UNESCO World Heritage Site
- Type: Cultural
- Criteria: iv
- Designated: 1978
- Part of: Historic Centre of Kraków
- Reference no.: 29
- Region: Europe and North America

Historic Monument of Poland
- Designated: 1994-09-08
- Part of: Kraków historical city complex
- Reference no.: M.P. 1994 nr 50 poz. 418

= Church of the Transfiguration, Kraków =

Roman Catholic church in Krakow, Poland

The Church of the Transfiguration and the Protection of Our Lady Queen of Poland (Kościół Przemienienia Pańskiego i Opieki Matki Boskiej Królowej Polski) colloquially the Piarist Church (Kościół pijarów) and Transfiguration Church (Kościół Przemenienia Pańskiego) is a Roman Catholic Piarist conventual church located at 4 Pijarska Street in the Old Town of Kraków, Poland.

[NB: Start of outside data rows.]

//! Money helpers with decimal precision.
//!
//! CRITICAL: Never use floating-point for money calculations.
//! Amounts are `rust_decimal::Decimal` in memory and integer minor units
//! (hundredths) at rest, so every database backend stores them exactly.

use rust_decimal::prelude::ToPrimitive;
use rust_decimal::{Decimal, RoundingStrategy};

/// Number of decimal places kept for stored amounts.
pub const MONEY_SCALE: u32 = 2;

/// Rounds an amount to [`MONEY_SCALE`] places, half away from zero.
#[must_use]
pub fn round_money(amount: Decimal) -> Decimal {
    amount.round_dp_with_strategy(MONEY_SCALE, RoundingStrategy::MidpointAwayFromZero)
}

/// Converts an amount into minor units.
///
/// Digits beyond [`MONEY_SCALE`] are rounded half away from zero. Returns
/// `None` when the result does not fit in an `i64`.
#[must_use]
pub fn to_minor_units(amount: Decimal) -> Option<i64> {
    round_money(amount)
        .checked_mul(Decimal::ONE_HUNDRED)
        .and_then(|minor| minor.to_i64())
}

/// Converts stored minor units back into an amount.
#[must_use]
pub fn from_minor_units(minor: i64) -> Decimal {
    Decimal::new(minor, MONEY_SCALE)
}

#[cfg(test)]
mod tests {
    use super::*;
    use rstest::rstest;
    use rust_decimal_macros::dec;

    #[rstest]
    #[case(dec!(0), 0)]
    #[case(dec!(500), 50_000)]
    #[case(dec!(12.34), 1234)]
    #[case(dec!(-7.5), -750)]
    #[case(dec!(0.005), 1)]
    #[case(dec!(-0.005), -1)]
    #[case(dec!(1.004), 100)]
    fn test_to_minor_units(#[case] amount: Decimal, #[case] expected: i64) {
        assert_eq!(to_minor_units(amount), Some(expected));
    }

    #[test]
    fn test_to_minor_units_overflow() {
        assert_eq!(to_minor_units(Decimal::MAX), None);
    }

    #[test]
    fn test_from_minor_units() {
        assert_eq!(from_minor_units(123_456), dec!(1234.56));
        assert_eq!(from_minor_units(-1), dec!(-0.01));
        assert_eq!(from_minor_units(0), Decimal::ZERO);
    }
}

It was founded by the Piarist Order, and built between 1718 and 1728 by Kacper Bażanka. The façade designed by Francesco Placidi was built between 1759 and 1761. Illusionistic decorations of the vault over the nave date back to the 18th century. The fresco are the work of artists from Moravia: Franz Gregor Ignaz Eckstein and Joseph Piltz.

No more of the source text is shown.